O episódio ganhou contornos de crise e pode contaminar outros setores nos quais há instabilidade nas relações de comércio bilateral, como a indústria automotiva.
Tudo começou quando, no início do ano, agentes sanitários brasileiros identificaram 15 carregamentos de maçã provenientes da Argentina com a presença de uma doença que o governo considera já erradicada no Brasil, aCydia pomonela, conhecida como traça da maçã.
O Brasil propôs a realização de inspeções para avaliar o sistema de mitigação de risco adotado pelo vizinho, mas ficou sem resposta das autoridades de lá por semanas.
Em março, o embargo às maçãs foi formalizado. Só então a Argentina apresentou dados comprovando medidas para resolver a praga e regularizou a situação. O embargo, porém, não foi retirado.
O Ministério da Agricultura brasileiro resolveu só reabrir as compras de maçãs se houver o fim do embargo argentino à carne bovina brasileira.

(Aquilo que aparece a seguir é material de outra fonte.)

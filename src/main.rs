use std::path::PathBuf;
use std::sync::Arc;

use clap::{Parser, ValueEnum};
use color_eyre::Result;
use color_eyre::eyre::eyre;
use procsight::action::Action;
use procsight::app::App;
use procsight::config::{self, Config, load_config, load_config_from_path};
use procsight::event::{Event, EventHandler};
use procsight::logging::{LogFormat, init_logging};
use procsight::render;
use procsight::system::enumerate;
use procsight::system::sampler::{SampleCycle, Sampler};
use procsight::system::sort::SortKey;
use procsight::system::{Collector, PlatformAccessor};

#[derive(Clone, Copy, Debug, Default, PartialEq, Eq, ValueEnum)]
enum View {
    #[default]
    Tree,
    Table,
    Cores,
    Memory,
    Sensors,
    Batteries,
    Network,
    Filesystems,
}

#[derive(Parser)]
#[command(
    name = "procsight",
    about = "Process, CPU, memory, sensor and network telemetry"
)]
struct Cli {
    /// Path to config file
    #[arg(long)]
    config: Option<PathBuf>,

    /// Refresh rate in milliseconds
    #[arg(long)]
    refresh_rate: Option<u64>,

    /// What to show.
    #[arg(long, value_enum, default_value_t = View::Tree)]
    view: View,

    /// Sort key: pid, uid, nice, priority, cpu_id, threads, files, private,
    /// resident, virtual, shared, time, cpu, command, state, age
    #[arg(long)]
    sort: Option<String>,

    /// Sort ascending instead of descending.
    #[arg(long, default_value_t = false)]
    ascending: bool,

    /// Include kernel threads.
    #[arg(long, default_value_t = false)]
    kernel_threads: bool,

    /// Attach each process's threads.
    #[arg(long, default_value_t = false)]
    threads: bool,

    /// Show one process (with threads) instead of a view.
    #[arg(long, conflicts_with = "zoom")]
    pid: Option<u32>,

    /// Limit the tree or table to one process subtree.
    #[arg(long)]
    zoom: Option<u32>,

    /// Emit JSON instead of text.
    #[arg(long, default_value_t = false)]
    json: bool,

    /// Keep refreshing; stop after this many refreshes (0 runs until Ctrl-C
    /// or `q`). Single-letter commands are read from stdin.
    #[arg(long)]
    watch: Option<u64>,

    /// Log level for diagnostics on stderr (overrides RUST_LOG).
    #[arg(long)]
    log_level: Option<String>,

    /// Diagnostic log format.
    #[arg(long, value_enum, default_value_t = LogFormat::Human)]
    log_format: LogFormat,

    /// Run headless performance capture.
    #[arg(long, default_value_t = false)]
    perf_capture: bool,

    /// Number of capture iterations for perf mode.
    #[arg(long, default_value_t = 120)]
    perf_iterations: usize,

    /// Perf tracing output file (JSON lines).
    #[arg(long, default_value = "target/perf/perf_spans.jsonl")]
    perf_output: PathBuf,
}

#[tokio::main(flavor = "current_thread")]
async fn main() -> Result<()> {
    color_eyre::install()?;

    let cli = Cli::parse();
    if !cli.perf_capture {
        init_logging(cli.log_level.as_deref(), cli.log_format)
            .map_err(|e| eyre!("failed to initialise logging: {e}"))?;
    }
    let config = load_config_for_cli(&cli)?;

    if cli.perf_capture {
        return run_perf_capture(&config, &cli);
    }

    let collector = Collector::native(config.accessor_options());
    tracing::debug!(accessor = collector.accessor().name(), "platform accessor ready");

    if let Some(pid) = cli.pid {
        return show_process(&collector, pid, cli.json);
    }

    match cli.view {
        View::Tree | View::Table => run_process_view(&config, collector, &cli).await,
        View::Cores | View::Network | View::Sensors => {
            run_sampler_view(&config, collector.accessor(), &cli).await
        }
        View::Memory => {
            let memory = collector.accessor().acquire_memory()?;
            emit(cli.json, &memory, || render::memory_view(&memory))
        }
        View::Batteries => {
            let batteries = collector.accessor().acquire_batteries();
            emit(cli.json, &batteries, || render::batteries_view(&batteries))
        }
        View::Filesystems => {
            let accessor = collector.accessor();
            let entries = enumerate::filesystems(accessor.as_ref());
            emit(cli.json, &entries, || render::filesystems_view(&entries))
        }
    }
}

fn load_config_for_cli(cli: &Cli) -> Result<Config> {
    let mut config = match &cli.config {
        Some(path) => load_config_from_path(path),
        None => load_config(),
    };
    tracing::debug!(path = ?config::config_path(), "configuration loaded");

    if let Some(rate) = cli.refresh_rate {
        config.general.refresh_rate_ms = rate;
    }
    if let Some(sort) = &cli.sort {
        let key = SortKey::parse(sort).ok_or_else(|| eyre!("unknown sort key `{sort}`"))?;
        config.general.default_sort = key.label().to_string();
    }
    if cli.ascending {
        config.general.sort_descending = false;
    }
    if cli.kernel_threads {
        config.general.show_kernel_threads = true;
    }
    if cli.threads {
        config.general.show_threads = true;
    }

    Ok(config)
}

fn emit<T: serde::Serialize + ?Sized>(
    json: bool,
    value: &T,
    text: impl FnOnce() -> String,
) -> Result<()> {
    if json {
        println!("{}", render::to_json(value)?);
    } else {
        print!("{}", text());
    }
    Ok(())
}

fn show_process(collector: &Collector, pid: u32, json: bool) -> Result<()> {
    let record = collector.process_detail(pid)?;
    emit(json, &record, || render::process_table(std::slice::from_ref(&record)))
}

fn print_process_view(app: &App, view: View, json: bool) -> Result<()> {
    if let Some((message, _)) = &app.status_message {
        eprintln!("{message}");
    }
    if view == View::Table {
        let records = app.sorted_processes();
        return emit(json, &records, || render::process_table(&records));
    }
    let forest = app.visible_forest();
    emit(json, &forest, || {
        let uptime = forest.roots().iter().map(|p| p.run_time_secs).max();
        format!(
            "{}\n{}",
            render::summary_line(forest.len(), uptime, app.sort_key.label()),
            render::process_tree(&forest)
        )
    })
}

async fn run_process_view(config: &Config, collector: Collector, cli: &Cli) -> Result<()> {
    let mut app = App::new(config, collector);
    if let Some(pid) = cli.zoom {
        app.dispatch(Action::ZoomIn(pid));
    }

    let Some(limit) = cli.watch else {
        // Per-process CPU needs two samples some time apart.
        tokio::time::sleep(config.sampler.sampler_config().interval).await;
        app.refresh_data();
        return print_process_view(&app, cli.view, cli.json);
    };

    let mut events = EventHandler::with_stdin(config.general.refresh_interval());
    let mut refreshes = 0u64;
    while app.running {
        let Some(event) = events.next().await else {
            break;
        };
        match event {
            Event::Tick => {
                app.refresh_data();
                refreshes += 1;
            }
            Event::Key(key) => app.dispatch(Action::from_key(key)),
            Event::Quit => app.dispatch(Action::Quit),
        }
        if app.running {
            print_process_view(&app, cli.view, cli.json)?;
        }
        if limit != 0 && refreshes >= limit {
            break;
        }
    }
    Ok(())
}

fn print_cycle(view: View, cycle: &SampleCycle, json: bool) -> Result<()> {
    let interval_secs = cycle.interval.as_secs_f64();
    match view {
        View::Network => emit(json, &cycle.network, || {
            render::network_view(&cycle.network, interval_secs)
        }),
        View::Sensors => emit(json, &cycle.sensors, || render::sensors_view(&cycle.sensors)),
        _ => emit(json, cycle, || {
            render::cores_view(&cycle.cores, cycle.cpu_total.as_ref())
        }),
    }
}

async fn run_sampler_view(
    config: &Config,
    accessor: Arc<dyn PlatformAccessor>,
    cli: &Cli,
) -> Result<()> {
    let mut sampler_config = config.sampler.sampler_config();
    if let Some(rate) = cli.refresh_rate {
        sampler_config.interval = std::time::Duration::from_millis(rate.max(1));
    }
    let mut handle = Sampler::new(accessor, sampler_config).start();

    // Rates need a previous cycle, so a one-shot view prints the second.
    let (limit, skip) = match cli.watch {
        Some(limit) => (limit, 0),
        None => (1, 1),
    };
    let mut printed = 0u64;
    let mut seen = 0u64;
    let mut ctrl_c = std::pin::pin!(tokio::signal::ctrl_c());

    loop {
        let cycle = tokio::select! {
            _ = &mut ctrl_c => break,
            cycle = handle.next_cycle() => cycle,
        };
        let Some(cycle) = cycle else {
            break;
        };
        seen += 1;
        if seen <= skip {
            continue;
        }
        print_cycle(cli.view, &cycle, cli.json)?;
        printed += 1;
        if limit != 0 && printed >= limit {
            break;
        }
    }

    handle.shutdown(config.sampler.join_timeout()).await?;
    Ok(())
}

fn run_perf_capture(config: &Config, cli: &Cli) -> Result<()> {
    #[cfg(not(feature = "perf-tracing"))]
    {
        let _ = (config, cli);
        Err(eyre!(
            "--perf-capture requires the `perf-tracing` feature; run with `cargo run --features perf-tracing -- --perf-capture`"
        ))
    }

    #[cfg(feature = "perf-tracing")]
    {
        use procsight::perf;
        use procsight::system::ProcessFilter;

        if cli.perf_output.exists() {
            std::fs::remove_file(&cli.perf_output)?;
        }
        perf::init_tracing_json(&cli.perf_output)?;

        let interval = cli
            .refresh_rate
            .map(|ms| std::time::Duration::from_millis(ms.max(1)))
            .unwrap_or_else(|| config.sampler.sampler_config().interval);
        let filter = ProcessFilter {
            show_kernel_threads: config.general.show_kernel_threads,
        };
        let accessor = procsight::system::platform::native(config.accessor_options());
        let report = perf::capture(accessor, filter, cli.perf_iterations, interval)?;
        let (json, markdown) = perf::write_report(&report, std::path::Path::new("docs"))?;

        println!("Acquisition profile written:");
        println!(" - {}", json.display());
        println!(" - {}", markdown.display());
        println!(" - {}", cli.perf_output.display());
        Ok(())
    }
}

Apesar de não ser um tradicional comprador de carne brasileira –a Argentina é um dos líderes mundiais de produção de carne bovina–, o país vizinho impôs, em 2012, um embargo ao Brasil, quando exames de laboratório detectaram em um animal a presença do agente causador do mal da vaca louca.
Na ocasião, diversos países suspenderam as importações da carne brasileira, mas esses mercados já começam a ser recuperados. A China liberou recentemente o comércio. Os Estados Unidos devem fazê-lo em breve.
Nesta sexta-feira (12), negociadores brasileiros e argentinos ainda tentavam resolver o impasse.
Na avaliação do governo Dilma, esse embargo ao Brasil é político, e não técnico. Para auxiliares da presidente, a decisão argentina passa uma imagem ruim do país, pois parte de um de seus maiores parceiros comerciais e sócio no Mercosul.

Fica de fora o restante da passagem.